[Activity] Where a line in the data below includes the word "IDENTITY", count it. State the total and nothing more.

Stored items

++++++

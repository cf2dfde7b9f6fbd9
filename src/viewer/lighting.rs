use crate::{
    camera::CameraMode,
    gl::{FogParams, LightParams},
};
use bevy::prelude::*;
use serde::{Deserialize, Serialize};
use std::f32::consts::FRAC_PI_2;

/// A directional light, placed with azimuth and zenith angles in degrees.
#[derive(Clone, Copy, Debug, PartialEq, Serialize, Deserialize)]
#[serde(default)]
pub struct Lighting {
    pub ambient: f32,
    pub diffuse: f32,
    /// Clockwise from north.
    pub azimuth: f32,
    /// Angle between the light and the vertical.
    pub zenith: f32,
    /// Keeps the light fixed relative to the screen while the terrain rotates.
    pub bind_to_view: bool,
}

impl Default for Lighting {
    fn default() -> Self {
        Self {
            ambient: 0.4,
            diffuse: 0.6,
            azimuth: 315.0,
            zenith: 45.0,
            bind_to_view: false,
        }
    }
}

impl Lighting {
    /// The unit vector pointing towards the light, in model coordinates.
    pub fn direction(&self, azimuth: f32) -> Vec3 {
        let a = -FRAC_PI_2 - azimuth.to_radians();
        let z = self.zenith.to_radians();
        Vec3::new(-a.cos() * z.sin(), a.sin() * z.sin(), z.cos())
    }

    /// The light in eye coordinates, `light_modelview` orients the model without shift or shear.
    pub fn params(&self, z_angle: f32, light_modelview: Mat4) -> LightParams {
        let azimuth = if self.bind_to_view {
            self.azimuth - z_angle
        } else {
            self.azimuth
        };

        LightParams {
            ambient: self.ambient,
            diffuse: self.diffuse,
            position: light_modelview * self.direction(azimuth).extend(0.0),
        }
    }
}

/// Linear depth fog.
#[derive(Clone, Copy, Debug, PartialEq, Serialize, Deserialize)]
#[serde(default)]
pub struct Fog {
    pub enabled: bool,
    pub start: f32,
    pub end: f32,
    pub color: Vec3,
}

impl Default for Fog {
    fn default() -> Self {
        Self {
            enabled: false,
            start: 0.0,
            end: 1.0,
            color: Vec3::ONE,
        }
    }
}

impl Fog {
    /// Start and end are relative to the front of the unit box, except for cylindrical
    /// views where the camera stands inside the terrain.
    pub fn params(&self, mode: CameraMode, view_distance: f32) -> Option<FogParams> {
        if !self.enabled {
            return None;
        }

        let offset = match mode {
            CameraMode::Cylindrical => 0.0,
            _ => view_distance - 0.5,
        };

        Some(FogParams {
            color: self.color,
            start: self.start + offset,
            end: self.end + offset,
        })
    }
}

#[cfg(test)]
mod tests {
    use super::*;

    #[test]
    fn default_light_comes_from_the_north_west() {
        let lighting = Lighting::default();
        let direction = lighting.direction(lighting.azimuth);

        assert!((direction.length() - 1.0).abs() < 1e-5);
        assert!(direction.x < 0.0);
        assert!(direction.z > 0.0);
        assert!((direction.z - 45f32.to_radians().cos()).abs() < 1e-5);
    }

    #[test]
    fn zenith_light_is_vertical() {
        let lighting = Lighting {
            zenith: 0.0,
            ..default()
        };

        for azimuth in [0.0, 90.0, 200.0] {
            assert!(lighting.direction(azimuth).abs_diff_eq(Vec3::Z, 1e-6));
        }
    }

    #[test]
    fn bound_light_follows_the_view() {
        let free = Lighting::default();
        let bound = Lighting {
            bind_to_view: true,
            ..default()
        };

        let rotation = Mat4::from_rotation_z(30f32.to_radians());
        assert_eq!(free.params(0.0, Mat4::IDENTITY), bound.params(0.0, Mat4::IDENTITY));

        let bound = bound.params(30.0, rotation).position;
        assert!(bound.abs_diff_eq(free.params(0.0, Mat4::IDENTITY).position, 1e-5));
        assert_eq!(free.params(30.0, rotation).position.w, 0.0);
    }

    #[test]
    fn fog_is_offset_by_the_view_distance() {
        let fog = Fog {
            enabled: true,
            start: 0.1,
            end: 0.9,
            ..default()
        };

        assert_eq!(Fog::default().params(CameraMode::Perspective, 2.0), None);

        let params = fog.params(CameraMode::Perspective, 2.0).unwrap();
        assert!((params.start - 1.6).abs() < 1e-6);
        assert!((params.end - 2.4).abs() < 1e-6);

        let params = fog.params(CameraMode::Cylindrical, 2.0).unwrap();
        assert_eq!((params.start, params.end), (0.1, 0.9));
    }
}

++++++

[Expected output] 2